My home ISP does have a strict CGNAT, but that shouldn’t matter since that’s the whole point of DERP servers, right? I’m able to connect to the default Tailscale DERP servers, of course.

I can access the server confirmation page through my web browser and can send data back and forth over Netcat on 3478/UDP. My device has no problem reaching the server, but Tailscale still refuses to work with it.

That’s interesting. Despite being able to reach it through my web browser and with Netcat, Tailscale still refuses to work with it for me. If I set OmitDefaultRegions to true, my devices are no longer able to get a Tailscale IP. This is what tailscale netcheck then shows:

Report:

  • UDP: false
  • IPv4: (no addr found)
  • IPv6: no
  • MappingVariesByDestIP:
  • HairPinning:
  • PortMapping:
  • Nearest DERP: unknown (no response to latency probes)

Here’s the relevant portion of my ACL, if that helps.

// Custom DERP
  "derpMap": {
    "OmitDefaultRegions": true,
    "Regions": { "900": {
      "RegionID": 900,
      "RegionCode": "custom-derp",
      "Nodes": [{
          "Name": "1",
          "RegionID": 900,
          "HostName": "derp.REDACTED.TLD"
      }]
    }}
  },

Any ideas why it would work for other people and not for me?

By chance: are you in China, and/or is the DERP server in China?

The Great Firewall has at various points interfered with DERP connections, and its behavior has changed over time.

No, the server and myself are in the USA.

I’ve tried this across multiple network connections and devices. Tailscale simply refuses to associate with or even show the latency on my DERP server. What gives?

I’m not immediately sure, though security policies in hosting providers can be involved in blocking connectivity to custom DERP servers.

Could I ask though: why do you want to run a DERP? A custom DERP is available for special circumstances but isn’t something which people should need to routinely do. There are DERP servers scattered around the planet to provide this service.

Ok, I’ll try another VPS provider as a last ditch.

The reason I want a custom DERP server is because I’m using exit nodes and often connecting over relays due to my nodes being behind a strict NAT. The default DERP servers are sometimes sluggish and I’d just rather be routing through a server that’s only being used by me.

I would (strongly) recommend we try to fix direct connections to the exit node rather than set up a custom DERP to work around not being able to establish direct connections.

A direct connection is possible if either end of the tunnel can be reached on a UDP destination port which the other node can predict. Only one end of the connection needs this.

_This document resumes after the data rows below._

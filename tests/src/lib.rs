#![cfg(test)]

mod network;

mod scan {
    mod integration;
}
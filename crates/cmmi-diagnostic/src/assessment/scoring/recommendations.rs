use super::super::domain::{Answer, AnsweredQuestion};
use super::super::rubric::RecommendationCatalog;
use std::collections::HashSet;

pub const ALL_PRACTICES_SATISFIED: &str =
    "All key practices appear to be satisfied. Maintain current processes and evidence.";

pub fn not_implemented_message(question: &str) -> String {
    format!("Problem detected: '{question}' -> Not implemented. Review and prioritize its correction.")
}

pub fn partially_implemented_message(question: &str) -> String {
    format!("Partial problem: '{question}' -> Improve formality and consistency.")
}

/// Builds the ordered, duplicate-free improvement list for one category.
pub fn recommendations_for(
    catalog: &RecommendationCatalog,
    category: &str,
    answered: &[AnsweredQuestion],
) -> Vec<String> {
    let problems: Vec<&AnsweredQuestion> = answered
        .iter()
        .filter(|entry| !entry.answer.is_satisfactory())
        .collect();

    if problems.is_empty() {
        return vec![ALL_PRACTICES_SATISFIED.to_string()];
    }

    let mut combined: Vec<String> = catalog.generic_for(category).to_vec();
    combined.extend(problems.into_iter().filter_map(|entry| match entry.answer {
        Answer::No => Some(not_implemented_message(&entry.question)),
        Answer::Partial => Some(partially_implemented_message(&entry.question)),
        Answer::Yes => None,
    }));

    dedup_preserving_order(combined)
}

fn dedup_preserving_order(items: Vec<String>) -> Vec<String> {
    let mut seen = HashSet::new();
    items
        .into_iter()
        .filter(|item| seen.insert(item.clone()))
        .collect()
}
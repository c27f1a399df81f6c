use std::sync::Arc;

use axum::{
    extract::{rejection::JsonRejection, State},
    routing::{get, post},
    Json, Router,
};
use serde::Deserialize;

use super::domain::{Answer, AnswerSheet, AssessmentError, CategoryResult};
use super::scoring::ScoringEngine;
use super::views::RubricView;
use crate::error::AppError;
use crate::report::{now_timestamp, AssessmentReport};

/// Single-category scoring request. Answers stay raw tokens until the handler
/// parses them so a bad token is reported like any other engine error.
#[derive(Debug, Deserialize)]
pub struct ScoreCategoryRequest {
    pub category: String,
    pub answers: Vec<String>,
}

/// Full questionnaire submission, as produced by a form front-end.
#[derive(Debug, Deserialize)]
pub struct AssessmentRequest {
    #[serde(default)]
    pub project: Option<String>,
    pub categories: Vec<ScoreCategoryRequest>,
}

/// Router builder exposing the rubric and the scoring endpoints.
pub fn assessment_router(engine: Arc<ScoringEngine>) -> Router {
    Router::new()
        .route("/api/v1/rubric", get(rubric_handler))
        .route("/api/v1/assessments", post(assessment_handler))
        .route("/api/v1/assessments/score", post(score_handler))
        .with_state(engine)
}

pub(crate) async fn rubric_handler(State(engine): State<Arc<ScoringEngine>>) -> Json<RubricView> {
    Json(engine.rubric().view())
}

pub(crate) async fn score_handler(
    State(engine): State<Arc<ScoringEngine>>,
    payload: Result<Json<ScoreCategoryRequest>, JsonRejection>,
) -> Result<Json<CategoryResult>, AppError> {
    let Json(request) = payload?;
    let answers = parse_tokens(&request.answers)?;
    let result = engine.score_category(&request.category, &answers)?;
    Ok(Json(result))
}

pub(crate) async fn assessment_handler(
    State(engine): State<Arc<ScoringEngine>>,
    payload: Result<Json<AssessmentRequest>, JsonRejection>,
) -> Result<Json<AssessmentReport>, AppError> {
    let Json(AssessmentRequest {
        project,
        categories,
    }) = payload?;

    let mut sheet = AnswerSheet::new();
    for entry in categories {
        let answers = parse_tokens(&entry.answers)?;
        sheet.push(entry.category, answers);
    }

    let assessment = engine.assess(&sheet)?;
    Ok(Json(AssessmentReport::new(
        project.as_deref().unwrap_or_default(),
        assessment,
        now_timestamp(),
    )))
}

fn parse_tokens(tokens: &[String]) -> Result<Vec<Answer>, AssessmentError> {
    tokens.iter().map(|token| Answer::from_token(token)).collect()
}
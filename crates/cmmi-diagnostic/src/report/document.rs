use crate::assessment::{CategoryResult, ProjectAssessment, ProjectSummary, TargetAdvice};
use chrono::{Local, NaiveDateTime, Timelike};
use serde::Serialize;

pub const DEFAULT_PROJECT_NAME: &str = "Unnamed_Project";

/// Local wall-clock time truncated to whole seconds.
pub fn now_timestamp() -> NaiveDateTime {
    let now = Local::now().naive_local();
    now.with_nanosecond(0).unwrap_or(now)
}

/// Persisted assessment artifact consumed by the JSON and text exporters.
#[derive(Debug, Clone, PartialEq, Serialize)]
pub struct AssessmentReport {
    pub project: String,
    pub generated_at: NaiveDateTime,
    pub results: Vec<CategoryResult>,
    pub summary: ProjectSummary,
    pub meets_target_level: bool,
    pub target_advice: Vec<TargetAdvice>,
    pub conclusion: String,
}

impl AssessmentReport {
    pub fn new(
        project: impl AsRef<str>,
        assessment: ProjectAssessment,
        generated_at: NaiveDateTime,
    ) -> Self {
        let project = match project.as_ref().trim() {
            "" => DEFAULT_PROJECT_NAME.to_string(),
            name => name.to_string(),
        };
        let target_advice = assessment.target_advice();
        let conclusion = assessment.conclusion(generated_at);
        let ProjectAssessment { results, summary } = assessment;

        Self {
            project,
            generated_at,
            meets_target_level: summary.meets_target_level,
            results,
            summary,
            target_advice,
            conclusion,
        }
    }
}
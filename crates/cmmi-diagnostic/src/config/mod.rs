use crate::report::DEFAULT_PROJECT_NAME;
use std::env;
use std::fmt;
use std::net::{IpAddr, SocketAddr};
use std::path::PathBuf;

const DEFAULT_PROMPT_ATTEMPTS: u8 = 3;

/// Distinguishes runtime behavior for different stages of the tool.
#[derive(Debug, Clone, Copy, PartialEq, Eq)]
pub enum AppEnvironment {
    Development,
    Test,
    Production,
}

impl AppEnvironment {
    fn from_str(value: &str) -> Self {
        match value.trim().to_ascii_lowercase().as_str() {
            "prod" | "production" => Self::Production,
            "test" | "ci" => Self::Test,
            _ => Self::Development,
        }
    }
}

/// Top-level configuration for the application.
#[derive(Debug, Clone)]
pub struct AppConfig {
    pub environment: AppEnvironment,
    pub server: ServerConfig,
    pub telemetry: TelemetryConfig,
    pub reports: ReportConfig,
    pub prompts: PromptConfig,
}

impl AppConfig {
    pub fn load() -> Result<Self, ConfigError> {
        dotenvy::dotenv().ok();

        let environment = AppEnvironment::from_str(
            &env::var("APP_ENV").unwrap_or_else(|_| "development".to_string()),
        );

        let host = env::var("APP_HOST").unwrap_or_else(|_| "127.0.0.1".to_string());
        let port = env::var("APP_PORT")
            .unwrap_or_else(|_| "3000".to_string())
            .parse::<u16>()
            .map_err(|_| ConfigError::InvalidPort)?;

        let log_level = env::var("APP_LOG_LEVEL").ok();

        let output_dir = env::var("APP_REPORT_DIR")
            .map(PathBuf::from)
            .unwrap_or_else(|_| PathBuf::from("."));
        let default_project = env::var("APP_PROJECT_NAME")
            .ok()
            .map(|name| name.trim().to_string())
            .filter(|name| !name.is_empty())
            .unwrap_or_else(|| DEFAULT_PROJECT_NAME.to_string());

        let max_attempts = match env::var("APP_PROMPT_ATTEMPTS") {
            Ok(raw) => raw
                .trim()
                .parse::<u8>()
                .ok()
                .filter(|attempts| *attempts > 0)
                .ok_or(ConfigError::InvalidPromptAttempts)?,
            Err(_) => DEFAULT_PROMPT_ATTEMPTS,
        };

        Ok(Self {
            environment,
            server: ServerConfig { host, port },
            telemetry: TelemetryConfig { log_level },
            reports: ReportConfig {
                output_dir,
                default_project,
            },
            prompts: PromptConfig { max_attempts },
        })
    }
}

/// Settings controlling the HTTP server binding.
#[derive(Debug, Clone)]
pub struct ServerConfig {
    pub host: String,
    pub port: u16,
}

impl ServerConfig {
    pub fn socket_addr(&self) -> Result<SocketAddr, ConfigError> {
        if self.host.eq_ignore_ascii_case("localhost") {
            return Ok(SocketAddr::new(IpAddr::from([127, 0, 0, 1]), self.port));
        }

        let ip: IpAddr = self
            .host
            .parse()
            .map_err(|source| ConfigError::InvalidHost { source })?;

        Ok(SocketAddr::new(ip, self.port))
    }
}

/// Tracing controls. `None` lets each entry point pick its own default level.
#[derive(Debug, Clone)]
pub struct TelemetryConfig {
    pub log_level: Option<String>,
}

impl TelemetryConfig {
    pub fn level_or<'a>(&'a self, fallback: &'a str) -> &'a str {
        self.log_level.as_deref().unwrap_or(fallback)
    }
}

/// Where exported reports land and which project name to use by default.
#[derive(Debug, Clone)]
pub struct ReportConfig {
    pub output_dir: PathBuf,
    pub default_project: String,
}

/// Bounds for the interactive questionnaire.
#[derive(Debug, Clone, Copy)]
pub struct PromptConfig {
    pub max_attempts: u8,
}

#[derive(Debug)]
pub enum ConfigError {
    InvalidPort,
    InvalidHost { source: std::net::AddrParseError },
    InvalidPromptAttempts,
}

impl fmt::Display for ConfigError {
    fn fmt(&self, f: &mut fmt::Formatter<'_>) -> fmt::Result {
        match self {
            ConfigError::InvalidPort => write!(f, "APP_PORT must be a valid u16"),
            ConfigError::InvalidHost { .. } => {
                write!(f, "APP_HOST must parse to an IPv4 or IPv6 address")
            }
            ConfigError::InvalidPromptAttempts => {
                write!(f, "APP_PROMPT_ATTEMPTS must be an integer between 1 and 255")
            }
        }
    }
}

impl std::error::Error for ConfigError {
    fn source(&self) -> Option<&(dyn std::error::Error + 'static)> {
        match self {
            ConfigError::InvalidPort | ConfigError::InvalidPromptAttempts => None,
            ConfigError::InvalidHost { source } => Some(source),
        }
    }
}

If you are behind a strict NAT box with no UPnP/NAT-PMP/PCP, then perhaps the other end of the connection can be configured.

If the exit node is running in a cloud provider, almost all of them have a way to allow UDP port 41641 to ingress. There are examples of doing so in the Knowledge Base:


Regarding the custom DERP server: you’re welcome to try a different VPS if you want, but the problem a custom DERP is intended to solve is not the problem you’re facing. Latency and throughput will be best using direct connections, not any kind of relay.

The public DERPs are clusters of machines meshed together in a facility with high bandwidth connections available. A Custom DERP server might do better than this when dedicated for just one tailnet, but it isn’t assured.

Unfortunately, the network where my exit node and home sever are located does not allow any sort of port forwarding or public access. Very strict NAT and there’s no way around it.

When I need to access things remotely, it’s usually over cellular with CGNAT or a WISP connection with a moderate NAT. I can do some more digging, but I’m afraid I’m stuck with having to use DERP relays.